US-Iran Tensions, RBI Policy to Drive Stock Market Next Week

Indian equity markets are likely to remain volatile next week due to escalating US-Iran tensions in West Asia. The RBI kept the repo rate unchanged at 5.25%, citing concerns over rising energy prices. Foreign fund outflows and rising US bond yields are also expected to weigh on investor sentiment. The Sensex fell 117 points to 74,243, while the Nifty declined 50 points to 23,367 on Friday.

US-Iran tensions, RBI policy and other factors likely to drive stock market next week

Mumbai, June 7

Indian equity markets are likely to remain volatile in the coming week as investors track escalating geopolitical tensions in West Asia, the Reserve Bank of India's latest policy stance, persistent foreign fund outflows and rising US bond yields.

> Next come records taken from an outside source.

//! Query planning: turning a selection IR into the immutable step tree the
//! engine executes.

pub mod cache;

use std::collections::{HashMap, HashSet};
use std::sync::Arc;

use arcstr::ArcStr;
use derive_more::with_trait::{Display, Error};
use indexmap::IndexMap;

use crate::{
    ast::{
        Arguments, Directive, Field, FragmentDefinition, InputValue, Name, Operation,
        OperationKind, Selection,
    },
    parser::{Span, Spanning},
    schema::{TypeExpr, ViaductSchema, meta::FieldMeta},
};

pub use self::cache::{PlanCache, PlanCacheKey};

/// How a plan's top-level steps are scheduled.
#[derive(Clone, Copy, Debug, Eq, PartialEq)]
pub enum PlanOperation {
    /// Concurrent field resolution.
    Query,
    /// Serial top-level resolution in source order.
    Mutation,
    /// A plan built from raw selections inside a live request; scheduled like
    /// a query.
    Subquery,
}

/// A planning failure. At bootstrap this is fatal; for request documents it
/// surfaces as a validation error.
#[derive(Clone, Debug, Display, Eq, Error, PartialEq)]
pub enum PlanError {
    #[display("Cannot query field \"{field_name}\" on type \"{type_name}\"")]
    UnknownField {
        #[error(not(source))]
        type_name: ArcStr,
        field_name: Name,
    },

    #[display("Unknown argument \"{argument}\" on \"{type_name}.{field_name}\"")]
    UnknownArgument {
        #[error(not(source))]
        type_name: ArcStr,
        field_name: Name,
        argument: Name,
    },

    #[display("Fields under response key \"{response_key}\" conflict: {reason}")]
    Unmergeable {
        #[error(not(source))]
        response_key: Name,
        reason: String,
    },

    #[display("Unknown fragment \"{_0}\"")]
    UnknownFragment(#[error(not(source))] Name),

    #[display("Unknown type \"{_0}\" in fragment condition")]
    UnknownTypeCondition(#[error(not(source))] Name),

    #[display("Type \"{_0}\" is not a composite type")]
    NotComposite(#[error(not(source))] ArcStr),

    #[display("Schema has no mutation type")]
    NoMutationType,
}

/// One canonical argument of a planned field: schema defaults already applied,
/// variables still symbolic (values are bound at execution time).
#[derive(Clone, Debug, PartialEq)]
pub struct PlannedArgument {
    pub name: ArcStr,
    pub value: InputValue,
    pub arg_type: TypeExpr,
    /// The node type whose global IDs this `ID` argument carries, from
    /// `@idOf`.
    pub id_of: Option<ArcStr>,
}

/// An `@include`/`@skip` application: the step runs only if `value` (after
/// variable substitution) matches `expect`.
#[derive(Clone, Debug, PartialEq)]
pub struct IncludeCondition {
    pub value: InputValue,
    pub expect: bool,
}

/// One field of a plan: everything the engine needs to fill a response key.
#[derive(Clone, Debug)]
pub struct FieldStep {
    pub response_key: Name,
    pub field_name: Name,
    pub arguments: Vec<PlannedArgument>,
    /// Attached only when applicability is narrower than the plan's carrier
    /// type.
    pub type_condition: Option<ArcStr>,
    pub field_type: TypeExpr,
    pub child: Option<Arc<QueryPlan>>,
    /// Disjunction of conjunctions: the step is taken when any group's
    /// conditions all hold. Empty means always.
    pub include_groups: Vec<Vec<IncludeCondition>>,
    pub span: Span,
}

impl FieldStep {
    /// Whether this step applies to a concrete object type.
    pub fn applies_to(&self, schema: &ViaductSchema, object_type: &str) -> bool {
        match &self.type_condition {
            Some(cond) => schema.object_matches_condition(object_type, cond),
            None => true,
        }
    }

    /// Whether this is the meta `__typename` selection.
    pub fn is_typename(&self) -> bool {
        self.field_name == "__typename"
    }
}

/// An immutable, cacheable execution plan rooted at a composite type.
#[derive(Clone, Debug)]
pub struct QueryPlan {
    pub root_type: ArcStr,
    pub operation: PlanOperation,
    pub steps: Vec<FieldStep>,
    /// Whether this is the request's root query plan; sub-selection plans and
    /// child plans are not.
    pub is_root_query_plan: bool,
}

The benchmark indices ended the previous week in negative territory, and analysts believe these developments could continue to influence market direction when trading resumes on Monday.

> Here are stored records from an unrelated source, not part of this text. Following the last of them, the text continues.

//! Request-scoped cancellation.

use std::{
    future::Future,
    pin::Pin,
    sync::{
        Arc, Mutex,
        atomic::{AtomicBool, Ordering},
    },
    task::{Context, Poll, Waker},
};

/// A cloneable cancellation signal carried by every request.
///
/// The engine checks it at suspension points; resolvers can observe it
/// through their context. Timeouts are the embedder's concern: arm a timer
/// and call [`CancellationToken::cancel`] on expiry.
#[derive(Clone, Debug, Default)]
pub struct CancellationToken {
    inner: Arc<Inner>,
}

#[derive(Debug, Default)]
struct Inner {
    cancelled: AtomicBool,
    waiters: Mutex<Vec<Waker>>,
}

impl CancellationToken {
    pub fn new() -> Self {
        Self::default()
    }

    /// Signals cancellation. Idempotent.
    pub fn cancel(&self) {
        if self.inner.cancelled.swap(true, Ordering::SeqCst) {
            return;
        }
        let mut waiters = self.inner.waiters.lock().expect("cancel waiters poisoned");
        for waker in waiters.drain(..) {
            waker.wake();
        }
    }

    /// Whether cancellation has been signalled.
    pub fn is_cancelled(&self) -> bool {
        self.inner.cancelled.load(Ordering::SeqCst)
    }

    /// Resolves once cancellation is signalled.
    pub fn cancelled(&self) -> Cancelled {
        Cancelled {
            token: self.clone(),
        }
    }
}

/// Future returned by [`CancellationToken::cancelled`].
#[derive(Debug)]
pub struct Cancelled {
    token: CancellationToken,
}

impl Future for Cancelled {
    type Output = ();

    fn poll(self: Pin<&mut Self>, cx: &mut Context<'_>) -> Poll<()> {
        if self.token.is_cancelled() {
            return Poll::Ready(());
        }
        self.token
            .inner
            .waiters
            .lock()
            .expect("cancel waiters poisoned")
            .push(cx.waker().clone());
        // Re-check: a concurrent `cancel()` may have drained before our push.
        if self.token.is_cancelled() {
            Poll::Ready(())
        } else {
            Poll::Pending
        }
    }
}

#[cfg(test)]
mod tests {
    use super::CancellationToken;

    #[test]
    fn starts_uncancelled() {
        let token = CancellationToken::new();
        assert!(!token.is_cancelled());
        token.cancel();
        assert!(token.is_cancelled());
        token.cancel();
        assert!(token.is_cancelled());
    }

    #[tokio::test]
    async fn wakes_waiters() {
        let token = CancellationToken::new();
        let waiting = token.cancelled();
        let t2 = token.clone();
        let handle = tokio::spawn(async move {
            tokio::time::sleep(std::time::Duration::from_millis(5)).await;
            t2.cancel();
        });
        waiting.await;
        handle.await.unwrap();
        assert!(token.is_cancelled());
    }
}
#[cfg(test)]
mod tests {
    use super::{Lexer, LexerError, Token};

    fn tokenize(source: &str) -> Vec<Token<'_>> {
        Lexer::new(source)
            .map(|r| r.expect("lexer error").item)
            .collect()
    }

    #[test]
    fn punctuators_and_names() {
        assert_eq!(
            tokenize("{ user(id: $id) @skip(if: true) ... }"),
            vec![
                Token::CurlyOpen,
                Token::Name("user"),
                Token::ParenOpen,
                Token::Name("id"),
                Token::Colon,
                Token::Dollar,
                Token::Name("id"),
                Token::ParenClose,
                Token::At,
                Token::Name("skip"),
                Token::ParenOpen,
                Token::Name("if"),
                Token::Colon,
                Token::Name("true"),
                Token::ParenClose,
                Token::Ellipsis,
                Token::CurlyClose,
                Token::EndOfFile,
            ],
        );
    }

    #[test]
    fn numbers() {
        assert_eq!(
            tokenize("0 -4 9007199254740991 1.5 -1.5e2"),
            vec![
                Token::Int(0),
                Token::Int(-4),
                Token::Int(9_007_199_254_740_991),
                Token::Float(1.5),
                Token::Float(-150.0),
                Token::EndOfFile,
            ],
        );
    }

    #[test]
    fn strings() {
        assert_eq!(
            tokenize(r#""simple" "with \"escapes\" and é""#),
            vec![
                Token::String("simple".into()),
                Token::String("with \"escapes\" and \u{e9}".into()),
                Token::EndOfFile,
            ],
        );
    }

    #[test]
    fn block_strings_trim_common_indent() {
        assert_eq!(
            tokenize("\"\"\"\n    Hello,\n      World!\n    \"\"\""),
            vec![Token::String("Hello,\n  World!".into()), Token::EndOfFile],
        );
    }

    #[test]
    fn comments_and_commas_are_insignificant() {
        assert_eq!(
            tokenize("a, b # trailing comment\nc"),
            vec![
                Token::Name("a"),
                Token::Name("b"),
                Token::Name("c"),
                Token::EndOfFile,
            ],
        );
    }

    #[test]
    fn unterminated_string_errors() {
        let errs: Vec<_> = Lexer::new("\"oops").filter_map(|r| r.err()).collect();
        assert_eq!(errs.len(), 1);
        assert_eq!(errs[0].item, LexerError::UnterminatedString);
    }
}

The Indian stock market closed lower on Friday, extending cautious sentiment among investors amid global uncertainties. The Sensex fell 117 points to settle at 74,243, while the Nifty declined 50 points to close at 23,367.

A key factor that market participants will closely monitor is the worsening situation in West Asia. The US military said it struck Iranian coastal radar and surveillance sites after intercepting drones launched by Iran toward the strategically important Strait of Hormuz. According to reports, US officials believe the drones were targeting maritime traffic in the region. The subsequent strikes on surveillance facilities in Goruk and Qeshm Island have heightened concerns over potential disruptions to global energy supplies and shipping routes, factors that could influence crude oil prices and investor sentiment worldwide.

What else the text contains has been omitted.